Cuidado com a antipolítica


Sergio Fausto* - O Estado de S. Paulo 21/06/2016

Congresso, partidos organizados para disputar eleições e políticos


profissionais eleitos: instituições com prestígio baixo e cadente no Brasil e, em
graus variados, em todos os países democráticos. É tarefa inglória defendê-los nos
dias que correm. E, no entanto, por isso mesmo, é hora de fazê-lo, pois elas
constituem um trio indispensável à democracia representativa. Para que não se a
interprete como uma defesa indiscriminada do nosso sistema político, cabe ganhar
uma certa perspectiva histórica para só depois chegar à cena brasileira atual.
Comecemos pela identificação dos principais inimigos históricos da
democracia representativa: os movimentos e regimes nazi-fascistas e comunistas
que marcaram o século 20 com um longo e largo rastro de sangue.
Com a vitória sobre o nazi-fascismo em 1945 e o colapso do socialismo real
em 1991, a democracia representativa triunfou como valor, impondo-se sobre seus
inimigos “externos” no plano das ideias e da política. Num paradoxo apenas
aparente, passou então a ser assombrada por seus próprios fantasmas. Sem o
contraste com os regimes totalitários, os seus defeitos e imperfeições se tornaram
mais visíveis: as tendências à oligarquização dos partidos, à captura dos sistemas
políticos por “interesses especiais”, ao descolamento entre os políticos profissionais
e os cidadãos comuns.
Nos últimos anos, o desencanto com a democracia se espalhou pelo mundo
(e não apenas nos países mais afetados pela crise financeira de 2007/2008, o que
mostra não ser a economia o único fator a explicá-lo). Ele produziu dois efeitos de
sinais opostos: de um lado, a rejeição à política, vista como uma atividade
intrinsecamente nociva à sociedade; de outro, uma adesão à política de alta
intensidade, em crítica frontal aos Parlamentos, partidos e políticos profissionais,
em nome da participação direta dos cidadãos nas decisões de governo.

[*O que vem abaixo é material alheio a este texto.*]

//! The serving-path scenarios, exercised against the materializer directly
//! rather than over HTTP (no network boundary to cross, and it keeps these
//! tests runnable without also standing up a token issuer).
//!
//! `#[ignore]`d because no database is reachable here; point `DATABASE_URL`
//! at a disposable Postgres and run with `--ignored`.

use std::collections::HashMap;
use std::sync::Mutex;

use feed_core::ids::Did;
use feed_server::materializer::materialize;
use feed_store::model::{FollowRow, NewPost};
use feed_store::{follows_ops, partition, posts_ops, Store};

async fn test_store() -> Store {
    let url = std::env::var("DATABASE_URL").expect("DATABASE_URL must be set for this test");
    Store::connect(&url).await.expect("connect")
}

#[test_log::test(tokio::test)]
#[ignore]
async fn empty_follows_reader_gets_empty_feed() {
    let store = test_store().await;
    let last_seed = Mutex::new(HashMap::new());
    let did = Did::new("did:plc:r1");

    let skeleton = materialize(&store, &last_seed, &did, "random_onlyposts", None, Some(20))
        .await
        .unwrap();

    assert!(skeleton.feed.is_empty());
    assert_eq!(skeleton.cursor, "0::did:plc:r1");
}

#[test_log::test(tokio::test)]
#[ignore]
async fn same_seed_and_order_yields_identical_pages() {
    let store = test_store().await;
    let did = Did::new("did:plc:r2");
    seed_three_posts(&store, &did, "did:plc:a").await;

    // limit stays at/under the full-refresh threshold so neither call bumps
    // the seed; both should land on the same ordering.
    let last_seed = Mutex::new(HashMap::new());
    let first = materialize(&store, &last_seed, &did, "random_onlyposts", None, Some(20))
        .await
        .unwrap();
    let second = materialize(&store, &last_seed, &did, "random_onlyposts", None, Some(20))
        .await
        .unwrap();

    assert_eq!(
        first.feed.iter().map(|i| &i.post).collect::<Vec<_>>(),
        second.feed.iter().map(|i| &i.post).collect::<Vec<_>>()
    );
}

#[test_log::test(tokio::test)]
#[ignore]
async fn full_refresh_bumps_seed_and_changes_ordering() {
    let store = test_store().await;
    let did = Did::new("did:plc:r2b");
    seed_three_posts(&store, &did, "did:plc:b").await;

    let last_seed = Mutex::new(HashMap::new());
    let first = materialize(&store, &last_seed, &did, "random_onlyposts", None, Some(50))
        .await
        .unwrap();
    let second = materialize(&store, &last_seed, &did, "random_onlyposts", None, Some(50))
        .await
        .unwrap();

    assert_ne!(
        first.feed.iter().map(|i| &i.post).collect::<Vec<_>>(),
        second.feed.iter().map(|i| &i.post).collect::<Vec<_>>()
    );
}

#[test_log::test(tokio::test)]
#[ignore]
async fn cross_reader_cursor_is_rejected() {
    let store = test_store().await;
    let last_seed = Mutex::new(HashMap::new());
    let self_did = Did::new("did:plc:r_self");

    let result = materialize(
        &store,
        &last_seed,
        &self_did,
        "random_onlyposts",
        Some("123::did:plc:r_other"),
        Some(20),
    )
    .await;

    assert!(result.is_err());
}

async fn seed_three_posts(store: &Store, reader: &Did, followee: &str) {
    let now = chrono::Utc::now();
    partition::ensure_partition(store.pool(), now).await.unwrap();
    follows_ops::bulk_insert_primed_follows(
        store.pool(),
        &[FollowRow {
            uri: format!("at://{reader}/app.bsky.graph.follow/1"),
            follower: reader.as_str().to_owned(),
            followee: followee.to_owned(),
        }],
        false,
    )
    .await
    .unwrap();

    for (i, cid_rev) in ["abc", "def", "ghi"].iter().enumerate() {
        posts_ops::insert_posts(
            store.pool(),
            &[NewPost {
                uri: format!("at://{followee}/app.bsky.feed.post/{i}"),
                cid_rev: cid_rev.to_string(),
                repost_uri: None,
                created_at: now,
                author: followee.to_owned(),
            }],
        )
        .await
        .unwrap();
    }
}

Na América Latina, onde já se enfraquecia a memória das ditaduras
militares, deu-se o mesmo fenômeno. A partir do final da década de 1990, o
desencanto com a democracia tomou o caminho da “política de alta intensidade”
naqueles países em que o sistema partidário anterior colapsou sob o peso de crises
agudas na economia e na representação política. Surfando a onda global de crítica
à democracia representativa, movimentos e governos de orientação “bolivariana”

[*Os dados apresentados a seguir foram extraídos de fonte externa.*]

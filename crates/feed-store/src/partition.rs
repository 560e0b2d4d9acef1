//! Partition lifecycle for the hour-ranged `posts` table.

use chrono::{DateTime, Utc};
use snafu::ResultExt;
use sqlx::{PgPool, Row};

use feed_core::time::{floor_to_hour, parse_partition_hour, partition_name};

use crate::error::{DropPartitionSnafu, EnsurePartitionSnafu, EnumeratePartitionsSnafu, StoreError};

const LOG_TARGET: &str = "feed::store::partition";

/// Create the hour partition covering `ts` if it doesn't already exist.
/// Idempotent: safe to call for every post in a batch sharing an hour.
pub async fn ensure_partition(pool: &PgPool, ts: DateTime<Utc>) -> Result<(), StoreError> {
    let hour = floor_to_hour(ts);
    let name = partition_name(hour);
    let next_hour = hour + chrono::Duration::hours(1);

    let statement = format!(
        "CREATE TABLE IF NOT EXISTS {name} PARTITION OF posts FOR VALUES FROM ($1) TO ($2)"
    );
    sqlx::query(&statement)
        .bind(hour)
        .bind(next_hour)
        .execute(pool)
        .await
        .context(EnsurePartitionSnafu { name })?;
    Ok(())
}

/// List every child partition of `posts`, in ascending name order.
pub async fn list_partitions(pool: &PgPool) -> Result<Vec<String>, StoreError> {
    let rows = sqlx::query(
        r#"
        SELECT child.relname AS name
        FROM pg_inherits
            JOIN pg_class parent ON pg_inherits.inhparent = parent.oid
            JOIN pg_class child ON pg_inherits.inhrelid = child.oid
            JOIN pg_namespace nmsp_parent ON nmsp_parent.oid = parent.relnamespace
            JOIN pg_namespace nmsp_child ON nmsp_child.oid = child.relnamespace
        WHERE parent.relname = 'posts'
        ORDER BY name ASC
        "#,
    )
    .fetch_all(pool)
    .await
    .context(EnumeratePartitionsSnafu)?;

    Ok(rows.into_iter().map(|row| row.get("name")).collect())
}

async fn drop_partition(pool: &PgPool, name: &str) -> Result<(), StoreError> {
    let statement = format!("DROP TABLE {name}");
    sqlx::query(&statement)
        .execute(pool)
        .await
        .context(DropPartitionSnafu {
            name: name.to_owned(),
        })?;
    Ok(())
}

/// Drop every partition whose hour is strictly older than `now - horizon_hours`.
/// Returns the names of the partitions dropped, for logging.
pub async fn sweep_expired(
    pool: &PgPool,
    now: DateTime<Utc>,
    horizon_hours: i64,
) -> Result<Vec<String>, StoreError> {
    let cutoff = now - chrono::Duration::hours(horizon_hours);
    let mut dropped = Vec::new();

    for name in list_partitions(pool).await? {
        let Some(hour) = parse_partition_hour(&name) else {
            tracing::warn!(target: LOG_TARGET, %name, "skipping non-post-partition child table");
            continue;
        };
        if hour < cutoff {
            tracing::info!(target: LOG_TARGET, %name, "dropping expired partition");
            drop_partition(pool, &name).await?;
            dropped.push(name);
        }
    }

    Ok(dropped)
}

#[cfg(test)]
mod tests {
    use super::*;

    #[test]
    fn partition_name_matches_hour() {
        let ts = "2026-03-05T14:37:09Z".parse::<DateTime<Utc>>().unwrap();
        assert_eq!(partition_name(ts), "posts_y2026m03d05h14");
    }
}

adotaram mecanismos de representação direta e formas de mobilização popular
que, sob o pretexto de torná-la mais autêntica, submeteram a democracia
representativa ao seu projeto hegemônico. Quem mais longe levou esse
experimento foi o chavismo, a tal ponto que a Venezuela é hoje uma autocracia
com alguns disfarces formais.
O Brasil seguiu uma trajetória distinta. Ao chegar ao poder, o PT encontrou
um sistema de partidos comparativamente mais estruturado, no qual ele próprio
desempenhava um papel importante, operando no âmbito de instituições políticas
e jurídicas de melhor qualidade. A aprovação da cláusula de barreira em 1995, com
previsão de entrada em vigor dez anos depois, parecia apontar para a evolução
positiva do sistema partidário. Uma combinação de fatores, porém, levou-o à
degeneração progressiva, entre eles a desafortunada decisão do STF de derrubar
a cláusula de barreira. Não se pode atribuir a degeneração do sistema político-
partidário inteiramente aos governos do PT, mas é inegável a sua responsabilidade
nesse processo (anabolizando legendas de aluguel, organizando em escala sem
precedente a acoplagem do financiamento de campanha à corrupção nas estatais
e em empresas privadas prestadoras de serviços às estatais, etc). Embora tenham
cuidado de manter ativa e bem financiada a sua base militante organizada e
buscado avançar na construção de conselhos dominados por “representantes da
sociedade civil” ligados ao partido, os governos petistas não chegaram a ser
“bolivarianos”. Mais do que adesão à política de alta intensidade, apostaram na
expansão do consumo para ampliar e manter seu apoio na sociedade.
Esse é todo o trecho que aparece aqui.